_What you have to do_.
Using the line that contains "pub fn parse(value: &str)" as the first line and the last line of the data as the final one, give every line in that range again exactly.

(Dataset excerpts)
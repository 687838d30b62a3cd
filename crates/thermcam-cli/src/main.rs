use anyhow::Result;
use clap::{Parser, Subcommand};
use std::path::PathBuf;
use thermcam_hw::{Eeprom, Mlx90640, ThermalSensor, DEFAULT_ADDRESS};

mod capture;

#[derive(Parser)]
#[command(name = "thermcam", version, about = "thermcam stream consumer and sensor diagnostics")]
struct Cli {
    #[command(subcommand)]
    command: Commands,
}

#[derive(Subcommand)]
enum Commands {
    /// Read frames from `thermcam-stream` on stdin and print their statistics
    Capture {
        /// Number of frames to capture
        #[arg(long, default_value_t = 50)]
        frames: u64,
        /// Warm-up frames to discard first
        #[arg(long, default_value_t = 2)]
        skip: u64,
        /// Write each captured frame as a false-color PNG into this directory
        #[arg(long)]
        out: Option<PathBuf>,
        /// PNG upscaling factor
        #[arg(long, default_value_t = 10)]
        scale: u32,
    },
    /// List I2C bus devices
    Buses,
    /// Load the sensor's calibration and print its settings and bad pixels as JSON
    Info {
        /// I2C bus device path
        #[arg(long, default_value = "/dev/i2c-1")]
        bus: String,
        /// 7-bit sensor address (decimal or 0x hex)
        #[arg(long, value_parser = parse_address, default_value_t = DEFAULT_ADDRESS)]
        address: u8,
    },
}

fn parse_address(value: &str) -> Result<u8, String> {
    let parsed = match value.strip_prefix("0x").or_else(|| value.strip_prefix("0X")) {
        Some(hex) => u8::from_str_radix(hex, 16),
        None => value.parse(),
    };
    match parsed {
        Ok(a) if a < 0x80 => Ok(a),
        _ => Err(format!("not a 7-bit I2C address: {value}")),
    }
}

fn main() -> Result<()> {
    tracing_subscriber::fmt()
        .with_env_filter(tracing_subscriber::EnvFilter::from_default_env())
        .with_writer(std::io::stderr)
        .init();

    let cli = Cli::parse();

    match cli.command {
        Commands::Capture {
            frames,
            skip,
            out,
            scale,
        } => {
            let opts = capture::CaptureOptions {
                frames,
                skip,
                out,
                scale,
            };
            let stdin = std::io::stdin();
            let stdout = std::io::stdout();
            let captured = capture::capture(stdin.lock(), &mut stdout.lock(), &opts)?;
            tracing::info!(captured, "capture finished");
        }
        Commands::Buses => {
            let buses = Mlx90640::list_buses();
            if buses.is_empty() {
                println!("No I2C buses found");
            }
            for bus in buses {
                println!("{bus}");
            }
        }
        Commands::Info { bus, address } => {
            let mut sensor = Mlx90640::open(&bus, address)?;
            // register reads first: the EEPROM dump hands the bus to the driver
            let control = sensor.control_register()?;
            let refresh_rate_code = sensor.refresh_rate_code()?;
            let mut eeprom = Eeprom::new();
            sensor.dump_eeprom(&mut eeprom)?;
            let pixels = sensor.extract_parameters(&eeprom)?;

            let info = serde_json::json!({
                "bus": bus,
                "address": format!("{address:#04x}"),
                "control_register": format!("{control:#06x}"),
                "refresh_rate_code": refresh_rate_code,
                "deviating_pixels": pixels,
            });
            println!("{}", serde_json::to_string_pretty(&info)?);
        }
    }

    Ok(())
}

#[cfg(test)]
mod tests {
    use super::*;
    use clap::CommandFactory;

    #[test]
    fn test_cli_definition() {
        Cli::command().debug_assert();
    }

    #[test]
    fn test_parse_address() {
        assert_eq!(parse_address("0x33"), Ok(0x33));
        assert_eq!(parse_address("51"), Ok(0x33));
        assert!(parse_address("0x80").is_err());
        assert!(parse_address("bus").is_err());
    }

    #[test]
    fn test_capture_defaults() {
        let cli = Cli::try_parse_from(["thermcam", "capture"]).unwrap();
        match cli.command {
            Commands::Capture {
                frames,
                skip,
                out,
                scale,
            } => {
                assert_eq!((frames, skip, scale), (50, 2, 10));
                assert!(out.is_none());
            }
            _ => panic!("expected capture"),
        }
    }
}
// SPDX-License-Identifier: PMPL-1.0-or-later

//! Serialization helpers for exported batch reports

use crate::types::BatchReport;
use anyhow::Result;
use clap::ValueEnum;
use serde::{Deserialize, Serialize};
use std::path::Path;

#[derive(Debug, Clone, Copy, PartialEq, Eq, ValueEnum, Serialize, Deserialize)]
#[serde(rename_all = "lowercase")]
pub enum ReportOutputFormat {
    Json,
    Yaml,
}

impl ReportOutputFormat {
    pub fn parse(value: &str) -> Option<Self> {
        match value.to_ascii_lowercase().as_str() {
            "json" => Some(ReportOutputFormat::Json),
            "yaml" | "yml" => Some(ReportOutputFormat::Yaml),
            _ => None,
        }
    }

    /// Format implied by a report path's extension, if any.
    pub fn from_path(path: &Path) -> Option<Self> {
        path.extension()
            .and_then(|ext| ext.to_str())
            .and_then(Self::parse)
    }

    pub fn serialize(&self, report: &BatchReport) -> Result<String> {
        match self {
            ReportOutputFormat::Json => Ok(serde_json::to_string_pretty(report)?),
            ReportOutputFormat::Yaml => Ok(serde_yaml::to_string(report)?),
        }
    }
}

_Answer to this task_.
    pub fn parse(value: &str) -> Option<Self> {
        match value.to_ascii_lowercase().as_str() {
            "json" => Some(ReportOutputFormat::Json),
            "yaml" | "yml" => Some(ReportOutputFormat::Yaml),
            _ => None,
        }
    }

    /// Format implied by a report path's extension, if any.
    pub fn from_path(path: &Path) -> Option<Self> {
        path.extension()
            .and_then(|ext| ext.to_str())
            .and_then(Self::parse)
    }

    pub fn serialize(&self, report: &BatchReport) -> Result<String> {
        match self {
            ReportOutputFormat::Json => Ok(serde_json::to_string_pretty(report)?),
            ReportOutputFormat::Yaml => Ok(serde_yaml::to_string(report)?),
        }
    }
}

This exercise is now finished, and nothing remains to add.